== PROBLEM DETAILS ==
Your answer should hold all lines of the entries that include the word "https".

== Collected data ==
▼

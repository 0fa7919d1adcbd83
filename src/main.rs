use std::sync::Arc;

use api_rest::{AppState, router};
use axiom_core::{ReportService, StartupConfig};
use tracing_subscriber::{layer::SubscriberExt, util::SubscriberInitExt};

/// Main entry point for the Axiom report service
///
/// Resolves configuration once from the environment (after loading `.env`), builds the
/// generation client and serves the REST API until interrupted.
///
/// # Environment Variables
/// - `GOOGLE_API_KEY`: generation credential (required)
/// - `AXIOM_REST_ADDR`: REST server address (default: "0.0.0.0:3000")
/// - `AXIOM_PRIMARY_MODEL` / `AXIOM_FALLBACK_MODEL`: model chain
/// - `AXIOM_TEMPERATURE`, `AXIOM_MAX_OUTPUT_TOKENS`: sampling settings
/// - `AXIOM_REPORT_LANGUAGE`: language of the generated report (default: "Spanish")
/// - `AXIOM_FIELD_ALIASES`: YAML file overriding the field alias table
/// - `AXIOM_GEMINI_ENDPOINT`, `AXIOM_UPSTREAM_TIMEOUT_SECS`: upstream connection
///
/// # Errors
/// Returns an error if:
/// - the logging/tracing configuration cannot be initialised,
/// - any configuration value is missing or invalid,
/// - the server address cannot be bound, or
/// - the HTTP server fails while running.
#[tokio::main]
async fn main() -> anyhow::Result<()> {
    dotenvy::dotenv().ok();

    tracing_subscriber::registry()
        .with(
            tracing_subscriber::EnvFilter::from_default_env()
                .add_directive("axiom=info".parse()?)
                .add_directive("api_rest=info".parse()?),
        )
        .with(tracing_subscriber::fmt::layer())
        .init();

    let startup = StartupConfig::from_lookup(|key| std::env::var(key).ok())?;
    let backend = startup.upstream.build_client()?;

    tracing::info!(
        primary = startup.core.models().primary(),
        models = startup.core.models().models().len(),
        endpoint = backend.endpoint(),
        "++ Generation client ready"
    );

    let service = ReportService::new(Arc::new(startup.core), backend);
    let app = router(AppState::new(service));

    tracing::info!("++ Starting Axiom REST on {}", startup.rest_addr);
    let listener = tokio::net::TcpListener::bind(&startup.rest_addr).await?;
    axum::serve(listener, app)
        .with_graceful_shutdown(async {
            if tokio::signal::ctrl_c().await.is_ok() {
                tracing::info!("-- Shutting down Axiom REST");
            }
        })
        .await?;

    Ok(())
}
//! HTTP client for the `generateContent` endpoint.
//!
//! One call to [`GeminiClient::generate_content`] is one outbound POST. Retrying, fallback
//! between models and timeouts-as-failures are the caller's policy; this client only
//! classifies what happened.

use std::time::Duration;

use reqwest::header::{HeaderValue, CONTENT_TYPE};
use tracing::debug;

use crate::wire::{GenerateContentRequest, GenerateContentResponse, GenerationConfig};
use crate::{GeminiError, GeminiResult};

pub const DEFAULT_ENDPOINT: &str = "https://generativelanguage.googleapis.com/v1beta/models";
pub const DEFAULT_TIMEOUT: Duration = Duration::from_secs(60);

/// Upper bound on upstream error bodies carried into diagnostics.
const MAX_ERROR_DETAIL_CHARS: usize = 200;

#[derive(Clone)]
pub struct GeminiClient {
    client: reqwest::Client,
    api_key: HeaderValue,
    endpoint: String,
}

impl std::fmt::Debug for GeminiClient {
    fn fmt(&self, f: &mut std::fmt::Formatter<'_>) -> std::fmt::Result {
        f.debug_struct("GeminiClient")
            .field("endpoint", &self.endpoint)
            .finish_non_exhaustive()
    }
}

impl GeminiClient {
    /// Create a client against the public endpoint with the default timeout.
    pub fn new(api_key: &str) -> GeminiResult<Self> {
        Self::with_endpoint(api_key, DEFAULT_ENDPOINT, DEFAULT_TIMEOUT)
    }

    /// Create a client against an explicit endpoint.
    ///
    /// # Errors
    /// Returns an error if:
    /// - the API key is blank or not a valid header value,
    /// - the endpoint is not an absolute `http`/`https` URL without credentials,
    /// - the underlying HTTP client cannot be constructed.
    pub fn with_endpoint(api_key: &str, endpoint: &str, timeout: Duration) -> GeminiResult<Self> {
        let api_key = api_key.trim();
        if api_key.is_empty() {
            return Err(GeminiError::MissingApiKey);
        }

        let mut api_key = HeaderValue::from_str(api_key)
            .map_err(|e| GeminiError::InvalidApiKey(e.to_string()))?;
        api_key.set_sensitive(true);

        let endpoint = endpoint.trim_end_matches('/');
        let parsed = reqwest::Url::parse(endpoint)
            .map_err(|e| GeminiError::InvalidEndpoint(format!("'{endpoint}': {e}")))?;
        if !matches!(parsed.scheme(), "http" | "https") {
            return Err(GeminiError::InvalidEndpoint(format!(
                "scheme must be http or https, got {}",
                parsed.scheme()
            )));
        }
        if !parsed.username().is_empty() || parsed.password().is_some() {
            return Err(GeminiError::InvalidEndpoint(
                "endpoint must not contain credentials".into(),
            ));
        }

        let client = reqwest::Client::builder()
            .timeout(timeout)
            .build()
            .map_err(GeminiError::ClientBuild)?;

        Ok(Self {
            client,
            api_key,
            endpoint: endpoint.to_string(),
        })
    }

    pub fn endpoint(&self) -> &str {
        &self.endpoint
    }

    /// Run one generation against `model` and return the generated text.
    ///
    /// # Errors
    /// - [`GeminiError::Transport`] if the request could not be sent or timed out,
    /// - [`GeminiError::Status`] for any non-2xx response,
    /// - [`GeminiError::Decode`] if a 2xx body is not a valid response document,
    /// - [`GeminiError::NoContent`] if a valid response carries no usable text.
    pub async fn generate_content(
        &self,
        model: &str,
        prompt: &str,
        config: GenerationConfig,
    ) -> GeminiResult<String> {
        let url = format!("{}/{}:generateContent", self.endpoint, model);
        debug!("generateContent: model={} prompt={} chars", model, prompt.len());

        let response = self
            .client
            .post(&url)
            .header(CONTENT_TYPE, HeaderValue::from_static("application/json"))
            .header("x-goog-api-key", self.api_key.clone())
            .json(&GenerateContentRequest::new(prompt, config))
            .send()
            .await
            .map_err(GeminiError::Transport)?;

        let status = response.status();
        let body = response.text().await.map_err(GeminiError::Transport)?;

        if !status.is_success() {
            return Err(GeminiError::Status {
                status: status.as_u16(),
                detail: truncate_detail(&body),
            });
        }

        let parsed: GenerateContentResponse =
            serde_json::from_str(&body).map_err(|e| GeminiError::Decode(e.to_string()))?;

        parsed
            .into_text()
            .map_err(|reason| GeminiError::NoContent { reason })
    }
}

/// Keep error bodies short so upstream echoes of the prompt do not end up in logs.
fn truncate_detail(body: &str) -> String {
    let trimmed = body.trim();
    if trimmed.chars().count() > MAX_ERROR_DETAIL_CHARS {
        let mut cut: String = trimmed.chars().take(MAX_ERROR_DETAIL_CHARS).collect();
        cut.push('…');
        cut
    } else {
        trimmed.to_string()
    }
}
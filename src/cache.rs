use std::collections::HashMap;
use std::time::{Duration, Instant};

use parking_lot::RwLock;

/// Generic in-process cache with per-entry expiry.
///
/// Serves the stale-tolerant display path only; admission decisions always
/// read the ledger fresh under the show lock. Expired entries are dropped
/// on the next write.
pub struct TtlCache<T> {
    entries: RwLock<HashMap<String, CacheEntry<T>>>,
}

struct CacheEntry<T> {
    value: T,
    expires_at: Instant,
}

impl<T> TtlCache<T> {
    pub fn new() -> Self {
        Self {
            entries: RwLock::new(HashMap::new()),
        }
    }

    pub fn set(&self, key: impl Into<String>, value: T, ttl: Duration) {
        let now = Instant::now();
        let mut entries = self.entries.write();
        entries.retain(|_, e| now < e.expires_at);
        entries.insert(
            key.into(),
            CacheEntry {
                value,
                expires_at: now + ttl,
            },
        );
    }

    pub fn invalidate(&self, key: &str) {
        self.entries.write().remove(key);
    }
}

impl<T: Clone> TtlCache<T> {
    pub fn get(&self, key: &str) -> Option<T> {
        let entries = self.entries.read();
        let entry = entries.get(key)?;
        if Instant::now() >= entry.expires_at {
            return None;
        }
        Some(entry.value.clone())
    }
}

impl<T> Default for TtlCache<T> {
    fn default() -> Self {
        Self::new()
    }
}
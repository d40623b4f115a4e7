pub mod cache;
pub mod config;
pub mod controllers;
pub mod database;
pub mod error;
pub mod models;
pub mod services;
pub mod store;

use std::sync::Arc;

use crate::cache::TtlCache;
use crate::services::booking::BookingService;
use crate::store::postgres::PostgresStore;
use crate::store::BookingStore;

// Shared state for the whole application
pub struct AppState {
    pub db: database::Database,
    pub store: Arc<dyn BookingStore>,
    pub bookings: BookingService,
    pub seat_cache: TtlCache<String>,
    pub config: config::Config,
}

impl AppState {
    pub async fn new(config: config::Config) -> anyhow::Result<Arc<Self>> {
        let db = database::Database::new(&config.database.url, config.database.pool_size).await?;

        db.run_migrations().await?;

        let store: Arc<dyn BookingStore> = Arc::new(PostgresStore::new(db.pool.clone()));
        let bookings = BookingService::new(store.clone());

        Ok(Arc::new(Self {
            db,
            store,
            bookings,
            seat_cache: TtlCache::new(),
            config,
        }))
    }
}
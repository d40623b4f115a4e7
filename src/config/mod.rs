use serde::Deserialize;
use std::env;

// Top-level configuration container.
#[derive(Debug, Clone, Deserialize)]
pub struct Config {
    pub app: AppConfig,
    pub database: DatabaseConfig,
    pub booking: BookingConfig,
}

// Application settings
#[derive(Debug, Clone, Deserialize)]
pub struct AppConfig {
    pub host: String,
    pub port: u16,
    pub environment: String,
    pub rust_log: String,
}

// Database settings
#[derive(Debug, Clone, Deserialize)]
pub struct DatabaseConfig {
    pub url: String,
    pub pool_size: u32,
}

// Booking policy knobs
#[derive(Debug, Clone, Deserialize)]
pub struct BookingConfig {
    pub hold_grace_minutes: i64,
    pub sweep_interval_secs: u64,
    pub seat_cache_ttl_secs: u64,
}

impl Config {
    pub fn from_env() -> Self {
        Config {
            app: AppConfig {
                host: env::var("HOST").unwrap_or_else(|_| "0.0.0.0".to_string()),
                port: env::var("PORT")
                    .unwrap_or_else(|_| "8080".to_string())
                    .parse()
                    .expect("PORT must be a valid number"),
                environment: env::var("ENVIRONMENT").unwrap_or_else(|_| "development".to_string()),
                rust_log: env::var("RUST_LOG")
                    .unwrap_or_else(|_| "cinema_booking=debug,tower_http=debug".to_string()),
            },
            database: DatabaseConfig {
                url: env::var("DATABASE_URL").expect("DATABASE_URL must be set"),
                pool_size: env::var("DB_POOL_SIZE")
                    .unwrap_or_else(|_| "20".to_string())
                    .parse()
                    .expect("DB_POOL_SIZE must be a valid number"),
            },
            booking: BookingConfig {
                hold_grace_minutes: env::var("HOLD_GRACE_MINUTES")
                    .unwrap_or_else(|_| "15".to_string())
                    .parse()
                    .expect("HOLD_GRACE_MINUTES must be a valid number"),
                sweep_interval_secs: env::var("SWEEP_INTERVAL_SECS")
                    .unwrap_or_else(|_| "3600".to_string())
                    .parse()
                    .expect("SWEEP_INTERVAL_SECS must be a valid number"),
                seat_cache_ttl_secs: env::var("SEAT_CACHE_TTL_SECS")
                    .unwrap_or_else(|_| "30".to_string())
                    .parse()
                    .expect("SEAT_CACHE_TTL_SECS must be a valid number"),
            },
        }
    }
}
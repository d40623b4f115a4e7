use std::fmt;

use serde::{Deserialize, Serialize};

/// Row labels for the fixed eight-row hall layout. Single uppercase letters
/// only: seat keys concatenate row and number, so a digit in a row label
/// would make "A1" + seat 0 collide with "A" + seat 10.
pub const ROW_LABELS: [char; 8] = ['A', 'B', 'C', 'D', 'E', 'F', 'G', 'H'];

/// A (row, number) pair. Seats are not stored as entities; a show's layout
/// is derived on demand from its capacity.
#[derive(Debug, Clone, Copy, PartialEq, Eq, Hash, Serialize, Deserialize)]
pub struct Seat {
    pub row: char,
    pub number: i32,
}

impl Seat {
    pub fn new(row: char, number: i32) -> Self {
        Self { row, number }
    }

    /// Key used by string-keyed occupancy maps, e.g. "B10".
    pub fn key(&self) -> String {
        format!("{}{}", self.row, self.number)
    }
}

impl fmt::Display for Seat {
    fn fmt(&self, f: &mut fmt::Formatter<'_>) -> fmt::Result {
        write!(f, "{}{}", self.row, self.number)
    }
}

/// Partition of a show's capacity into rows.
#[derive(Debug, Clone)]
pub struct SeatLayout {
    rows: Vec<SeatRow>,
}

#[derive(Debug, Clone, Copy)]
pub struct SeatRow {
    pub label: char,
    pub seats: i32,
}

impl SeatLayout {
    /// Spreads `total_seats` across the eight rows: capacity/8 per row, with
    /// the remainder going one extra seat per row starting from row A
    /// (capacity 100 gives 13,13,13,13,12,12,12,12).
    pub fn for_capacity(total_seats: i32) -> Self {
        let base = total_seats / ROW_LABELS.len() as i32;
        let extra = total_seats % ROW_LABELS.len() as i32;
        let rows = ROW_LABELS
            .iter()
            .enumerate()
            .map(|(i, &label)| SeatRow {
                label,
                seats: base + if (i as i32) < extra { 1 } else { 0 },
            })
            .collect();
        Self { rows }
    }

    pub fn rows(&self) -> &[SeatRow] {
        &self.rows
    }

    pub fn capacity(&self) -> i32 {
        self.rows.iter().map(|r| r.seats).sum()
    }

    pub fn contains(&self, seat: &Seat) -> bool {
        self.rows
            .iter()
            .any(|r| r.label == seat.row && seat.number >= 1 && seat.number <= r.seats)
    }

    /// All seats in row-major order, for seat-map rendering.
    pub fn seats(&self) -> impl Iterator<Item = Seat> + '_ {
        self.rows
            .iter()
            .flat_map(|r| (1..=r.seats).map(move |n| Seat::new(r.label, n)))
    }
}

#[cfg(test)]
mod tests {
    use super::*;
    use proptest::prelude::*;
    use std::collections::HashSet;

    #[test]
    fn capacity_100_spreads_remainder_across_front_rows() {
        let layout = SeatLayout::for_capacity(100);
        let sizes: Vec<i32> = layout.rows().iter().map(|r| r.seats).collect();
        assert_eq!(sizes, vec![13, 13, 13, 13, 12, 12, 12, 12]);
        assert_eq!(layout.capacity(), 100);
    }

    #[test]
    fn seat_keys_concatenate_row_and_number() {
        assert_eq!(Seat::new('B', 10).key(), "B10");
        assert_eq!(Seat::new('H', 1).to_string(), "H1");
    }

    #[test]
    fn layout_membership() {
        let layout = SeatLayout::for_capacity(100);
        assert!(layout.contains(&Seat::new('A', 13)));
        assert!(!layout.contains(&Seat::new('A', 14)));
        assert!(layout.contains(&Seat::new('E', 12)));
        assert!(!layout.contains(&Seat::new('E', 13)));
        assert!(!layout.contains(&Seat::new('Z', 1)));
        assert!(!layout.contains(&Seat::new('A', 0)));
    }

    proptest! {
        #[test]
        fn layout_accounts_for_every_seat_exactly_once(capacity in 1i32..=400) {
            let layout = SeatLayout::for_capacity(capacity);
            prop_assert_eq!(layout.capacity(), capacity);

            let keys: HashSet<String> = layout.seats().map(|s| s.key()).collect();
            prop_assert_eq!(keys.len() as i32, capacity);
        }
    }
}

▲

== EXPECTED OUTPUT ==
pub const DEFAULT_ENDPOINT: &str = "https://generativelanguage.googleapis.com/v1beta/models";
    /// - the endpoint is not an absolute `http`/`https` URL without credentials,
        if !matches!(parsed.scheme(), "http" | "https") {
                "scheme must be http or https, got {}",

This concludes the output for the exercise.